- [Your goal]: Only one number is wanted here: how many lines of the data hold "cost".

- [Collection entries]:
+===+
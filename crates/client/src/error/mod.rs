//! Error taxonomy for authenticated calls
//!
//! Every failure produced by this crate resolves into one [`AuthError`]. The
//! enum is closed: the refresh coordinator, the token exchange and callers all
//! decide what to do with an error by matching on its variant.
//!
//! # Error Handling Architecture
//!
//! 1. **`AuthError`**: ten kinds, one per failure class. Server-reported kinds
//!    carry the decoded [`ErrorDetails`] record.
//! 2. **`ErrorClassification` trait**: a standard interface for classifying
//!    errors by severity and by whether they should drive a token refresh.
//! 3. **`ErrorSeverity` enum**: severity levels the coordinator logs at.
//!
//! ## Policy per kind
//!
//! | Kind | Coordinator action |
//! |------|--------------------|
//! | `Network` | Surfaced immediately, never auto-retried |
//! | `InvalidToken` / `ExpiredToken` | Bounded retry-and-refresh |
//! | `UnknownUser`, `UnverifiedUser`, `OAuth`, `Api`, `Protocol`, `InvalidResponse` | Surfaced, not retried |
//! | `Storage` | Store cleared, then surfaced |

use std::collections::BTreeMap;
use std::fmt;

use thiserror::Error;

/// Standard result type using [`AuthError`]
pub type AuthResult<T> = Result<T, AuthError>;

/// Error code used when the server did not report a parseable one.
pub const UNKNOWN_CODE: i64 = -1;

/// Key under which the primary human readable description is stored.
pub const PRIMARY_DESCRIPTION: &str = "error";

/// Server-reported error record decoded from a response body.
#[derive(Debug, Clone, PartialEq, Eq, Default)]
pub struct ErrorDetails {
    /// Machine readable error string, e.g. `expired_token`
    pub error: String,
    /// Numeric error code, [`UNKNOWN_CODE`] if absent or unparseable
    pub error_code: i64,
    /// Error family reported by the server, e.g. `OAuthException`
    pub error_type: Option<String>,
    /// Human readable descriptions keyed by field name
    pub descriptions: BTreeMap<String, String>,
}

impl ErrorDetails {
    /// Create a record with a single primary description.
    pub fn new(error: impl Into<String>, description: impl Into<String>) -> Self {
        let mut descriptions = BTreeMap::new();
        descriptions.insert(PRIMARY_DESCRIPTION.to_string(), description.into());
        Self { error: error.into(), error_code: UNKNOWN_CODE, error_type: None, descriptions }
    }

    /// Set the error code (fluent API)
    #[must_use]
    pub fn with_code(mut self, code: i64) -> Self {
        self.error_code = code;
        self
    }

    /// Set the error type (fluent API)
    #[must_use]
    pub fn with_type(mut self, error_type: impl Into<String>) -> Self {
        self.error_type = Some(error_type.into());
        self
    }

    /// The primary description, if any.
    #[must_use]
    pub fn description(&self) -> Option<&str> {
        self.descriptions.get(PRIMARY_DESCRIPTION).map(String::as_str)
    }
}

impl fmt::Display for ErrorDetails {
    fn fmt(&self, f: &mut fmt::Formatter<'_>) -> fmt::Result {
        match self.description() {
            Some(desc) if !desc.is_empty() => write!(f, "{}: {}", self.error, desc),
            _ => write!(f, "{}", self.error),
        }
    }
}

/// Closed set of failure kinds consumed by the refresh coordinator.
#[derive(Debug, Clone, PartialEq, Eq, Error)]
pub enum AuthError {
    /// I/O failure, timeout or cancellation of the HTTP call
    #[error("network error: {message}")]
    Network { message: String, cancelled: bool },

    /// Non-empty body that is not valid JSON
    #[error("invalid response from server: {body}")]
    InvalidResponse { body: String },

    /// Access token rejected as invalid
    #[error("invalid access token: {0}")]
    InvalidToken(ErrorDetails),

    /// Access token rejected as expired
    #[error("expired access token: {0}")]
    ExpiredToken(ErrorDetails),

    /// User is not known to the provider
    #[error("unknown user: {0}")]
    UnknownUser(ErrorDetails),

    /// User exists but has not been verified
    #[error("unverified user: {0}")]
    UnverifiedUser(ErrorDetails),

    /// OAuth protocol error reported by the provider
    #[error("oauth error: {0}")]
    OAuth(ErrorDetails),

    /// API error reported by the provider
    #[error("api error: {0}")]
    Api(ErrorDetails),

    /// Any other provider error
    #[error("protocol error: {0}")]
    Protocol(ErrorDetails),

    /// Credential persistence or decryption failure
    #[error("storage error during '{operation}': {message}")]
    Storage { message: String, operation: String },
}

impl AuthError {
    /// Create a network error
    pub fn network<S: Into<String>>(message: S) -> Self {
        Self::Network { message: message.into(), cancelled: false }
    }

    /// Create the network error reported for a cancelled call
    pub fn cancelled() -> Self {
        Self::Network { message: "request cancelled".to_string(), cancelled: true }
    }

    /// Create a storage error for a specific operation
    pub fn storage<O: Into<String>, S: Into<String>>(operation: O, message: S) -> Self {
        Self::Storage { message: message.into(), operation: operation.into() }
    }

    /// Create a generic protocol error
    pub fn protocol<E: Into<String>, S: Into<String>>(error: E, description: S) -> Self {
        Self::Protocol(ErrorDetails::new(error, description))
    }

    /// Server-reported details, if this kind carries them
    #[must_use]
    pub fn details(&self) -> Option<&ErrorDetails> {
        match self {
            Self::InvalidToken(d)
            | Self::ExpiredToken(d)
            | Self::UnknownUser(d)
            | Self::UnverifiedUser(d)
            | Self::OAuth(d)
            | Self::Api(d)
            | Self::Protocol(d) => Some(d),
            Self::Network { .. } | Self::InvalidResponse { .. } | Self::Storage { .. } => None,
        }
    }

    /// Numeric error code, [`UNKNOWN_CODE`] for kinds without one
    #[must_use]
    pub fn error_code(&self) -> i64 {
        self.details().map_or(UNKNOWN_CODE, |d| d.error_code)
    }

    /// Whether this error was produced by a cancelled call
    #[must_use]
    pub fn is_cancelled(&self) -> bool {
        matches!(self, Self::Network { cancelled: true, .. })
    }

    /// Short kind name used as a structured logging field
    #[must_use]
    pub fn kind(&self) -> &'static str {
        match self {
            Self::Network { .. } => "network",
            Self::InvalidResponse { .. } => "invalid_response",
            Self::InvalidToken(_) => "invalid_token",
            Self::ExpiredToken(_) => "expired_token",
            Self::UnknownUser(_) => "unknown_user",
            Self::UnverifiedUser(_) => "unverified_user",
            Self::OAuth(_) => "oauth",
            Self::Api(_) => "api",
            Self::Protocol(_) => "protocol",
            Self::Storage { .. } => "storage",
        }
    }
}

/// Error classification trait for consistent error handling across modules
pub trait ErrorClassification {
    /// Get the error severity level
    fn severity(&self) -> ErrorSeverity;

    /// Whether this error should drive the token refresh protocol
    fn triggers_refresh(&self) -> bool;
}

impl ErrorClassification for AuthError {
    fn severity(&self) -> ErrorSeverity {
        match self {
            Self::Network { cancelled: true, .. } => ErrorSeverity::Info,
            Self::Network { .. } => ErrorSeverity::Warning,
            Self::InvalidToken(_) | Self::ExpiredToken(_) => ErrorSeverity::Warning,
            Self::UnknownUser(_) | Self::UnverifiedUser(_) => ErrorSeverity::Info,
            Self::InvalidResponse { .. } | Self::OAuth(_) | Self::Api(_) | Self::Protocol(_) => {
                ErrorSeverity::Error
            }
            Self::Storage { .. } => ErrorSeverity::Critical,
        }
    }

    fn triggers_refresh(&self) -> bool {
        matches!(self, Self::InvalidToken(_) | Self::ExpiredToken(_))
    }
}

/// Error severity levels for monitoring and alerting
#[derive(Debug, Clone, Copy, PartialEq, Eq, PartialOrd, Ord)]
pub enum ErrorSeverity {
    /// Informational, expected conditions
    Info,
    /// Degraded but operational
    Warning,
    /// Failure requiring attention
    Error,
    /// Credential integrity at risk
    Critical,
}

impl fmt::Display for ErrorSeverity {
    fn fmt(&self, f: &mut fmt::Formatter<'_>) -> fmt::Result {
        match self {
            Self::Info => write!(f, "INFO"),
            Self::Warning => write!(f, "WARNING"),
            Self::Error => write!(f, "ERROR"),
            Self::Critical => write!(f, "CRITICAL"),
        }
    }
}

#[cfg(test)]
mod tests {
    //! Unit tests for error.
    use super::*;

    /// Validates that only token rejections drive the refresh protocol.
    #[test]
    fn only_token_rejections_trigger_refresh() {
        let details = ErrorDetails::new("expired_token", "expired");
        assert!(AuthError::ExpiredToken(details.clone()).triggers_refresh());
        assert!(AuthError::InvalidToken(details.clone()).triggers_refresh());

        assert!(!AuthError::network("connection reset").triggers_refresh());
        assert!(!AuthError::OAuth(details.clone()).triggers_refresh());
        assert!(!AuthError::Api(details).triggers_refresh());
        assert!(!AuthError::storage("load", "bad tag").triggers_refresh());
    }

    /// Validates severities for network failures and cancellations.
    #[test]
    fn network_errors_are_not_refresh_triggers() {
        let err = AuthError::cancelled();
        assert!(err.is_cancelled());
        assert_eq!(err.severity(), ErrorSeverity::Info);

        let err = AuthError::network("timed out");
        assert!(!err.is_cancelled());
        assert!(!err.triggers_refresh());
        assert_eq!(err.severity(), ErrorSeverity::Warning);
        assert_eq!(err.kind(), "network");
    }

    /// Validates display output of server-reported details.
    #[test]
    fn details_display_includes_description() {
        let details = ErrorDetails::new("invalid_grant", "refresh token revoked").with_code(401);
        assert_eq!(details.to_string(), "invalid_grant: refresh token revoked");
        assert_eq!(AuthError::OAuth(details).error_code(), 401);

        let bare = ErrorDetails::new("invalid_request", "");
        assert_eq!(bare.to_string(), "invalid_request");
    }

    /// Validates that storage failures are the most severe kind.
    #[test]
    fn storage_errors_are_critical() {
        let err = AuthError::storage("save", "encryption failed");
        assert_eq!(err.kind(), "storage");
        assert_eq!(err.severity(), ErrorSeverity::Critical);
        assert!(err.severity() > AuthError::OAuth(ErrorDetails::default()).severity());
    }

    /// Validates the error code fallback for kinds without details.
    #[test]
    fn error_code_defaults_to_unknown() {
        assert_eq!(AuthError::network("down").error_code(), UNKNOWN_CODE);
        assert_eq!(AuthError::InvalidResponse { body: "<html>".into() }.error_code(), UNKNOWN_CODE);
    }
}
+===+
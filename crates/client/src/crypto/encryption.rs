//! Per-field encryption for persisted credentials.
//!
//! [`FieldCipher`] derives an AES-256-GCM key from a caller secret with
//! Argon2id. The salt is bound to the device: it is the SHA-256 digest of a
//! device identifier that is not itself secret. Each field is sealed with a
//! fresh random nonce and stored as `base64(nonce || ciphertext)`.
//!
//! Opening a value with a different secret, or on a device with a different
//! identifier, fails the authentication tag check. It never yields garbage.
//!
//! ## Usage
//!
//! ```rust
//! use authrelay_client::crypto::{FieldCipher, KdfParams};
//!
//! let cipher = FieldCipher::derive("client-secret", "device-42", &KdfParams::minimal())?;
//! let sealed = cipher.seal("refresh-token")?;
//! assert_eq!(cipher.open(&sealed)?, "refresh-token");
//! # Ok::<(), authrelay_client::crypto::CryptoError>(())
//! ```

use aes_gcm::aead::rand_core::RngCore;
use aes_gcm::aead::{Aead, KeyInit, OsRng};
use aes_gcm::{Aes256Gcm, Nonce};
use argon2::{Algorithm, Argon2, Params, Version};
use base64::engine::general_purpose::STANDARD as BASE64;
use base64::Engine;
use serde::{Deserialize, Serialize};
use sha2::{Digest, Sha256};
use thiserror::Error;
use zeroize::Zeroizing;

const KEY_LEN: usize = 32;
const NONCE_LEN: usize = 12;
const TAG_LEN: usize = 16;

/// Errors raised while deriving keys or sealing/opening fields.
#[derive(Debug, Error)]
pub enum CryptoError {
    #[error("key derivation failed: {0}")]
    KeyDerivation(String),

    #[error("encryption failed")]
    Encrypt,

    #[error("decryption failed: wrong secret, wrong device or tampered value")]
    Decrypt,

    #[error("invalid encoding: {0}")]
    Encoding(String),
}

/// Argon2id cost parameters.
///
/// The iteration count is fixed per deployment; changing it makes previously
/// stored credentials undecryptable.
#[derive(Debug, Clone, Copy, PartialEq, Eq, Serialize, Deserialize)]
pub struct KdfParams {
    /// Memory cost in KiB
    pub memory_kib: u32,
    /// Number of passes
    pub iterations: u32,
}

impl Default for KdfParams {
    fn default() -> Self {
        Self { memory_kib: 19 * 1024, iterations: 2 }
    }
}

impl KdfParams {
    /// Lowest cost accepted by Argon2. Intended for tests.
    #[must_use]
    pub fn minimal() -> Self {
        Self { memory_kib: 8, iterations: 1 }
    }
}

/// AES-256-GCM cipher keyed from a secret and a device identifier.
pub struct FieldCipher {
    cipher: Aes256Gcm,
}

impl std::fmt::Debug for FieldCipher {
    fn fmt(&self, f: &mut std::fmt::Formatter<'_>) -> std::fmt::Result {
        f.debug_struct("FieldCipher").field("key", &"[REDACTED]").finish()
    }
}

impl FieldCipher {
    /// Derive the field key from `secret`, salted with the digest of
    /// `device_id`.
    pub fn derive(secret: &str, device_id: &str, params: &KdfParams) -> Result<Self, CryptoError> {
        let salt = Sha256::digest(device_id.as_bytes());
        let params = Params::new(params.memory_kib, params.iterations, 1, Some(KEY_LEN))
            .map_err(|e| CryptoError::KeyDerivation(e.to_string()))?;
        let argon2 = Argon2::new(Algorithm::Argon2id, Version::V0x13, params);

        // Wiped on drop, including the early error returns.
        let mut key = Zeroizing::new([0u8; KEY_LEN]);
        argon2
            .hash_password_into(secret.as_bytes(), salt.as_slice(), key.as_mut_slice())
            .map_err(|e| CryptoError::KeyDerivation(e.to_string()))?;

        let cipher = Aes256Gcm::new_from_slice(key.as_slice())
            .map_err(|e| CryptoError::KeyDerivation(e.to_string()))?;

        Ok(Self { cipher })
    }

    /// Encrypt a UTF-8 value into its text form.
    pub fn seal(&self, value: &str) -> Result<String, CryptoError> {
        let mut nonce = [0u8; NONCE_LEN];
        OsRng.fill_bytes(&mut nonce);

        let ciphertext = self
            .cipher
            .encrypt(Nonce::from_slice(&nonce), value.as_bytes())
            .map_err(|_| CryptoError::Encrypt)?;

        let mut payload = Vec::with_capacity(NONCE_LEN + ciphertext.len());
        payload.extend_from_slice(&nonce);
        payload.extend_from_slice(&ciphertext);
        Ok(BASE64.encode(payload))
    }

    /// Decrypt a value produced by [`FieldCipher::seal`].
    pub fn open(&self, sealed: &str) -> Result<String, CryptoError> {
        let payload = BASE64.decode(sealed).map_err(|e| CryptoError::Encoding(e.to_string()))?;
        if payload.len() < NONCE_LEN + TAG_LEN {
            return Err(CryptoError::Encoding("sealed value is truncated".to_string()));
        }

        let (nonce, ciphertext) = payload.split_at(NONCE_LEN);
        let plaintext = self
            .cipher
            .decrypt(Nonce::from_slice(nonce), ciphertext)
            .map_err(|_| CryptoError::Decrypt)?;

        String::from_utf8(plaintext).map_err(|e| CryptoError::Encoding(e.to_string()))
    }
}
+===+
- [Your response]: 3